Sejak saat itu hari demi hari kami mendapat kabar dari Adel mengenai keadaan keluarganya, namun bukan kabar baik yang kami dapat malah justru hari kehari kabar uruk yang Adel sampaikan kepada kami. Reno semakin hari keadaanya semakin parah, selalu pulang pagi, sering bolos sekolah, dan akhir-akhir ini kata Adel, Reno sering demam dan menggigil usai pulang pagi. Meskipun begitu ayah dan ibu mereka seolah bisu dengan keadaan yang dialami anaknya, pernah suatu hari ketika Reno tengah sakit dan harus dibawa ke rumah sakit, justru bibi dab Adel lah yang membawa Reno ke RS atas perintah ayah dan ibunya yang tak sempat membawa Reno ke RS karena kesibukannya masing-masing.
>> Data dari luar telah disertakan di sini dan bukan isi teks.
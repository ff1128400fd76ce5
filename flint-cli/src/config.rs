use anyhow::Result;
use clap::ArgMatches;
use config::{Config as ConfigBuilder, Environment, File};
use serde::{Deserialize, Serialize};
use std::collections::HashMap;
use std::path::Path;

/// Merged settings for one invocation. Precedence, lowest to highest:
/// built-in defaults, `flint.toml`, `FLINT_*` environment variables
/// (`__` separates nested keys), CLI arguments.
#[derive(Debug, Clone, Deserialize, Serialize)]
pub struct FlintConfig {
    /// Build and dev-server settings
    pub build: BuildConfig,
    /// Pipeline settings (from flint-core)
    #[serde(flatten)]
    pub pipeline: flint_core::config::Config,
}

#[derive(Debug, Clone, Deserialize, Serialize)]
pub struct BuildConfig {
    /// Source directory containing templates, styles and assets
    pub source: String,
    /// Output directory for the assembled site
    pub output: String,
    /// Configuration file path
    pub config: String,
    /// Host for dev server
    pub host: String,
    /// Port for dev server
    pub port: u16,
    /// Open browser automatically
    pub open: bool,
    /// Allow cross-origin requests from the dev server
    pub cors: bool,
}

impl Default for BuildConfig {
    fn default() -> Self {
        Self {
            source: "./src".to_string(),
            output: "./dist".to_string(),
            config: "./flint.toml".to_string(),
            host: "127.0.0.1".to_string(),
            port: 3000,
            open: true,
            cors: true,
        }
    }
}

impl Default for FlintConfig {
    fn default() -> Self {
        Self {
            build: BuildConfig::default(),
            pipeline: flint_core::config::Config::default(),
        }
    }
}

impl FlintConfig {
    pub fn load(args: &ArgMatches) -> Result<Self> {
        let config_file =
            string_arg(args, "config").unwrap_or_else(|| "./flint.toml".to_string());

        let mut builder = ConfigBuilder::builder()
            .add_source(config::Config::try_from(&Self::default())?);

        if Path::new(&config_file).exists() {
            builder = builder.add_source(File::with_name(config_file.trim_end_matches(".toml")));
        }

        builder = builder.add_source(
            Environment::with_prefix("FLINT")
                .prefix_separator("_")
                .separator("__"),
        );

        let overrides = cli_overrides(args);
        if !overrides.is_empty() {
            builder = builder.add_source(config::Config::try_from(&overrides)?);
        }

        Ok(builder.build()?.try_deserialize()?)
    }

    pub fn build_config(&self) -> &BuildConfig {
        &self.build
    }
}

/// Collect `build.*` overrides from whatever arguments the invoked
/// subcommand actually defines.
fn cli_overrides(args: &ArgMatches) -> HashMap<String, String> {
    let mut overrides = HashMap::new();

    for key in ["source", "output", "config", "host"] {
        if let Some(value) = string_arg(args, key) {
            overrides.insert(format!("build.{}", key), value);
        }
    }
    if let Some(port) = string_arg(args, "port") {
        if let Ok(port) = port.parse::<u16>() {
            overrides.insert("build.port".to_string(), port.to_string());
        }
    }
    if flag_arg(args, "open") {
        overrides.insert("build.open".to_string(), "true".to_string());
    }

    overrides
}

// `try_get_one` so a subcommand without the argument reads as "not
// given" instead of panicking on an unknown id.
fn string_arg(args: &ArgMatches, id: &str) -> Option<String> {
    args.try_get_one::<String>(id).unwrap_or(None).cloned()
}

fn flag_arg(args: &ArgMatches, id: &str) -> bool {
    args.try_get_one::<bool>(id).unwrap_or(None) == Some(&true)
}

#[cfg(test)]
mod tests {
    use super::*;
    use clap::{Arg, Command};

    #[test]
    fn defaults() {
        let config = FlintConfig::default();
        assert_eq!(config.build.source, "./src");
        assert_eq!(config.build.output, "./dist");
        assert_eq!(config.build.port, 3000);
        assert!(config.build.open);
        assert!(config.build.cors);
        assert_eq!(config.pipeline.images.jpeg_quality, 80);
    }

    #[test]
    fn cli_args_override_defaults() {
        let app = Command::new("test")
            .arg(Arg::new("source").long("source").value_name("DIR"))
            .arg(Arg::new("output").long("output").value_name("DIR"))
            .arg(Arg::new("config").long("config").value_name("FILE"));

        let matches = app
            .try_get_matches_from(vec![
                "test",
                "--source",
                "/custom/source",
                "--output",
                "/custom/output",
            ])
            .unwrap();

        let config = FlintConfig::load(&matches).unwrap();
        assert_eq!(config.build.source, "/custom/source");
        assert_eq!(config.build.output, "/custom/output");
        assert_eq!(config.build.host, "127.0.0.1");
        assert_eq!(config.build.port, 3000);
    }

    #[test]
    fn arguments_the_command_does_not_define_are_ignored() {
        let matches = Command::new("test").try_get_matches_from(vec!["test"]).unwrap();
        assert!(cli_overrides(&matches).is_empty());
    }
}
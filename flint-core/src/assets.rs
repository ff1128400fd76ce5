use std::io;
use std::path::{Path, PathBuf};

use walkdir::WalkDir;

use crate::util::dir_exists;

/// One verbatim copy instruction: everything under `src` lands under
/// `dest`, relative to the output directory.
#[derive(Debug, Clone, PartialEq, Eq)]
pub struct CopyTarget {
    pub src: PathBuf,
    pub dest: PathBuf,
}

/// Discover the optional asset directories under `assets_root`.
///
/// `images` and `fonts` each contribute one target when present, in
/// that order. No side effects, safe to call once per build.
pub fn copy_targets(assets_root: &Path) -> Vec<CopyTarget> {
    let mut targets = Vec::new();

    for sub in ["images", "fonts"] {
        let src = assets_root.join(sub);
        if dir_exists(&src) {
            targets.push(CopyTarget {
                src,
                dest: PathBuf::from("assets").join(sub),
            });
        }
    }

    targets
}

/// Copy every file under each target into the output directory,
/// preserving the directory structure below `src`.
pub fn copy_all(targets: &[CopyTarget], output_dir: &Path) -> io::Result<()> {
    for target in targets {
        for entry in WalkDir::new(&target.src).into_iter().filter_map(|e| e.ok()) {
            if !entry.path().is_file() {
                continue;
            }
            let Ok(rel) = entry.path().strip_prefix(&target.src) else {
                continue;
            };
            let dest = output_dir.join(&target.dest).join(rel);
            if let Some(parent) = dest.parent() {
                std::fs::create_dir_all(parent)?;
            }
            std::fs::copy(entry.path(), &dest)?;
        }
    }

    Ok(())
}

#[cfg(test)]
mod tests {
    use super::*;

    #[test]
    fn no_asset_directories_means_no_targets() {
        let root = tempfile::tempdir().unwrap();
        assert!(copy_targets(root.path()).is_empty());
    }

    #[test]
    fn images_only() {
        let root = tempfile::tempdir().unwrap();
        std::fs::create_dir(root.path().join("images")).unwrap();

        let targets = copy_targets(root.path());
        assert_eq!(targets.len(), 1);
        assert_eq!(targets[0].src, root.path().join("images"));
        assert_eq!(targets[0].dest, PathBuf::from("assets/images"));
    }

    #[test]
    fn images_before_fonts() {
        let root = tempfile::tempdir().unwrap();
        std::fs::create_dir(root.path().join("fonts")).unwrap();
        std::fs::create_dir(root.path().join("images")).unwrap();

        let targets = copy_targets(root.path());
        assert_eq!(targets.len(), 2);
        assert_eq!(targets[0].dest, PathBuf::from("assets/images"));
        assert_eq!(targets[1].dest, PathBuf::from("assets/fonts"));
    }

    #[test]
    fn copy_all_preserves_structure() {
        let root = tempfile::tempdir().unwrap();
        let out = tempfile::tempdir().unwrap();
        std::fs::create_dir_all(root.path().join("images/logos")).unwrap();
        std::fs::write(root.path().join("images/logos/main.png"), "png").unwrap();

        let targets = copy_targets(root.path());
        copy_all(&targets, out.path()).unwrap();

        let copied = out.path().join("assets/images/logos/main.png");
        assert_eq!(std::fs::read_to_string(copied).unwrap(), "png");
    }
}
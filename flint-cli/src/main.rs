use anyhow::Result;
use clap::Command;

mod cmd;
mod config;

#[tokio::main]
async fn main() -> Result<()> {
    env_logger::init();

    let app = Command::new("flint")
        .about("Template-driven front-end build pipeline with a live-reload dev server")
        .version(env!("CARGO_PKG_VERSION"))
        .subcommand_required(true)
        .arg_required_else_help(true)
        .subcommand(cmd::build::make_subcommand())
        .subcommand(cmd::serve::make_subcommand());

    match app.get_matches().subcommand() {
        Some(("build", args)) => cmd::build::execute(args),
        Some(("serve", args)) => cmd::serve::execute(args).await,
        _ => unreachable!("subcommand is required"),
    }
}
Mendengar itu aku, Dinda dan Rey berncana menengok keadaan Reno serta meminta alasan mengapa ia sering pulang malam.

Adel segera membuuka pintu rumah ketika kami datang. Rumah ini terlihat besar dari luar tapi terasa sepi ketika berada didalam, apakah orang tua Adel sedang pergi lagi?. “oh ya, dimana kakakmu? bisa kami bertemu dengannya?” ujarku membuka percakapan.

“oh ya kak ayo masuk saja, nggak apa-apa kok kak Reno juga sudah tahu kalau kak Gio, kak Dinda dan kak Rey mau datang. Kak Reno ada dikamarnya lagi istirahat” ujar Adel dengan senyum. Jika Reno sudah tahu kami ingin datang berarti otomatis Adel sudah menceritakan semua tentang kami kepadanya.
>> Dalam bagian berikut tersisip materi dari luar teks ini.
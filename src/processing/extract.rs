use std::io::{Cursor, Read};

use calamine::{open_workbook_auto_from_rs, Reader};
use docx_rs::read_docx;
use quick_xml::events::Event;
use thiserror::Error;
use tracing::debug;

use crate::types::document::{Document, MediaType};

/// Number of data rows included in a spreadsheet summary.
const SPREADSHEET_PREVIEW_ROWS: usize = 5;

/// Errors that can occur during text extraction
#[derive(Error, Debug)]
pub enum ExtractError {
    /// Raw bytes are not valid UTF-8 text
    #[error("Invalid UTF-8 text: {0}")]
    InvalidUtf8(String),

    /// Error extracting text from a PDF
    #[error("PDF extraction error: {0}")]
    Pdf(String),

    /// Error parsing a Word document
    #[error("Word document parsing error: {0}")]
    Word(String),

    /// Error reading a spreadsheet
    #[error("Spreadsheet parsing error: {0}")]
    Spreadsheet(String),

    /// Error reading a presentation
    #[error("Presentation parsing error: {0}")]
    Presentation(String),
}

/// Extract the text content of a document.
///
/// Exact match on the declared media type selects the extractor; any other
/// type falls back to decoding the raw bytes as UTF-8. Every extractor
/// reads the whole document from memory in a single pass and returns one
/// flat string. Failures halt the request; there is no retry and no
/// partial result.
pub fn get_content(document: &Document) -> Result<String, ExtractError> {
    debug!(media_type = ?document.media_type, size = document.content.len(), "extracting document text");
    match &document.media_type {
        MediaType::PlainText => extract_plain_text(&document.content),
        MediaType::Pdf => extract_pdf(&document.content),
        MediaType::Word => extract_word(&document.content),
        MediaType::Excel | MediaType::ExcelLegacy => extract_spreadsheet(&document.content),
        MediaType::PowerPoint | MediaType::PowerPointLegacy => {
            extract_presentation(&document.content)
        }
        MediaType::Other(_) => extract_plain_text(&document.content),
    }
}

/// Decode bytes as UTF-8; fail on invalid sequences.
fn extract_plain_text(bytes: &[u8]) -> Result<String, ExtractError> {
    String::from_utf8(bytes.to_vec()).map_err(|e| ExtractError::InvalidUtf8(e.to_string()))
}

/// Concatenate the text of every page in page order, each followed by a
/// newline. An unextractable (image-only) page contributes an empty line.
fn extract_pdf(bytes: &[u8]) -> Result<String, ExtractError> {
    let pages = pdf_extract::extract_text_from_mem_by_pages(bytes)
        .map_err(|e| ExtractError::Pdf(e.to_string()))?;
    Ok(join_pages(&pages))
}

/// Join page texts in page order, each followed by a newline.
fn join_pages(pages: &[String]) -> String {
    let mut text = String::new();
    for page in pages {
        text.push_str(page);
        text.push('\n');
    }
    text
}

/// Concatenate the text of every paragraph in document order, each
/// followed by a newline.
fn extract_word(bytes: &[u8]) -> Result<String, ExtractError> {
    let docx =
        read_docx(bytes).map_err(|e| ExtractError::Word(e.to_string()))?;

    let json = docx.json();
    let json_value: serde_json::Value =
        serde_json::from_str(&json).map_err(|e| ExtractError::Word(e.to_string()))?;

    let mut text = String::new();

    // document.children holds the paragraphs, each paragraph's runs hold
    // the text elements
    if let Some(document) = json_value.get("document") {
        if let Some(children) = document.get("children").and_then(|v| v.as_array()) {
            for paragraph in children {
                if let Some(para_data) = paragraph.get("data") {
                    if let Some(para_children) =
                        para_data.get("children").and_then(|v| v.as_array())
                    {
                        for run in para_children {
                            if let Some(run_data) = run.get("data") {
                                if let Some(run_children) =
                                    run_data.get("children").and_then(|v| v.as_array())
                                {
                                    for text_elem in run_children {
                                        if let Some(text_data) = text_elem.get("data") {
                                            if let Some(content) =
                                                text_data.get("text").and_then(|v| v.as_str())
                                            {
                                                text.push_str(content);
                                            }
                                        }
                                    }
                                }
                            }
                        }
                        text.push('\n');
                    }
                }
            }
        }
    }

    Ok(text)
}

/// Produce a lossy textual summary of the first worksheet: a header line
/// of column names, the total row count, and only the first five data
/// rows. The downstream prompt has a token budget, so the full table is
/// deliberately not rendered.
fn extract_spreadsheet(bytes: &[u8]) -> Result<String, ExtractError> {
    let cursor = Cursor::new(bytes.to_vec());
    let mut workbook =
        open_workbook_auto_from_rs(cursor).map_err(|e| ExtractError::Spreadsheet(e.to_string()))?;

    let range = workbook
        .worksheet_range_at(0)
        .ok_or_else(|| ExtractError::Spreadsheet("workbook has no sheets".to_string()))?
        .map_err(|e| ExtractError::Spreadsheet(e.to_string()))?;

    let mut rows = range
        .rows()
        .map(|row| row.iter().map(|cell| cell.to_string()).collect::<Vec<_>>());
    let header = rows.next().unwrap_or_default();
    let data: Vec<Vec<String>> = rows.collect();

    Ok(render_table_summary(&header, &data))
}

/// Render the size-bounded text blob for a tabular sheet.
fn render_table_summary(header: &[String], rows: &[Vec<String>]) -> String {
    let mut text = String::new();
    text.push_str(&format!("Columns: {}\n", header.join(", ")));
    text.push_str(&format!("Total rows: {}\n", rows.len()));
    for row in rows.iter().take(SPREADSHEET_PREVIEW_ROWS) {
        text.push_str(&row.join(" | "));
        text.push('\n');
    }
    text
}

/// For each slide in order, emit a separator line identifying the slide,
/// then the text of every text-bearing shape in shape order. A slide with
/// no text shapes contributes only its separator line.
fn extract_presentation(bytes: &[u8]) -> Result<String, ExtractError> {
    let mut archive = zip::ZipArchive::new(Cursor::new(bytes))
        .map_err(|e| ExtractError::Presentation(e.to_string()))?;

    let mut slide_names: Vec<String> = archive
        .file_names()
        .filter(|n| n.starts_with("ppt/slides/slide") && n.ends_with(".xml"))
        .map(|s| s.to_string())
        .collect();
    slide_names.sort_by_key(|name| {
        name.trim_start_matches("ppt/slides/slide")
            .trim_end_matches(".xml")
            .parse::<u32>()
            .unwrap_or(u32::MAX)
    });

    let mut text = String::new();
    for (idx, name) in slide_names.iter().enumerate() {
        text.push_str(&format!("--- Slide {} ---\n", idx + 1));

        let mut xml = Vec::new();
        archive
            .by_name(name)
            .map_err(|e| ExtractError::Presentation(e.to_string()))?
            .read_to_end(&mut xml)
            .map_err(|e| ExtractError::Presentation(e.to_string()))?;

        text.push_str(&slide_text(&xml)?);
    }
    Ok(text)
}

/// Collect the `a:t` text runs of one slide, one line per paragraph.
fn slide_text(xml: &[u8]) -> Result<String, ExtractError> {
    let mut text = String::new();
    let mut reader = quick_xml::Reader::from_reader(xml);
    let mut buf = Vec::new();

    loop {
        match reader.read_event_into(&mut buf) {
            Ok(Event::Start(e)) => {
                if e.local_name().as_ref() == b"t" {
                    if let Ok(Event::Text(te)) = reader.read_event_into(&mut buf) {
                        text.push_str(te.unescape().unwrap_or_default().as_ref());
                    }
                }
            }
            Ok(Event::End(e)) => {
                // a:p closes a paragraph; skip empty paragraphs
                if e.local_name().as_ref() == b"p" && text.chars().last().is_some_and(|c| c != '\n')
                {
                    text.push('\n');
                }
            }
            Ok(Event::Eof) => break,
            Err(e) => return Err(ExtractError::Presentation(e.to_string())),
            _ => {}
        }
        buf.clear();
    }
    Ok(text)
}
“lalu bisa kamu antarkan kami kekamarnya” ucap Dinda dan dibalas anggukan dari Adel. Kami menaiki tangga menuju kamar Reno dilantai atas. Sepanajang lorong ruang kulihat banyak foto keluarga terpajang disana seolah menunjukan keharmonisan keluarga ini, tapi kenyataannya itu semua berbeda.

“Kak mereka datang! Mereka akan membantu kita kak” ujar Adel pada Reno yang terlihat tengah tidur berselimut kain tebal. Kain kompres terlihat berada diatas kepalanya menandakan bahwa dia sedang demam.

“untuk apa kalian kemari?” ujar Reno ketus kepada kami, yang jujur saaja sukses membuaat kami terkejut.

“kami kemari untuk membantu kalian menyelesaikan masalah keluarga kalian” ujar Rey.
“cih .. kalian hanya orang asing. Memangnya tahu apa soal kami. Tak ada yang bisa menyatukan kami, bagiku mereka sudah bukan orang tuaku lagi mungkin jika aku pergi nanti mereka juga tidak akan menangisiku”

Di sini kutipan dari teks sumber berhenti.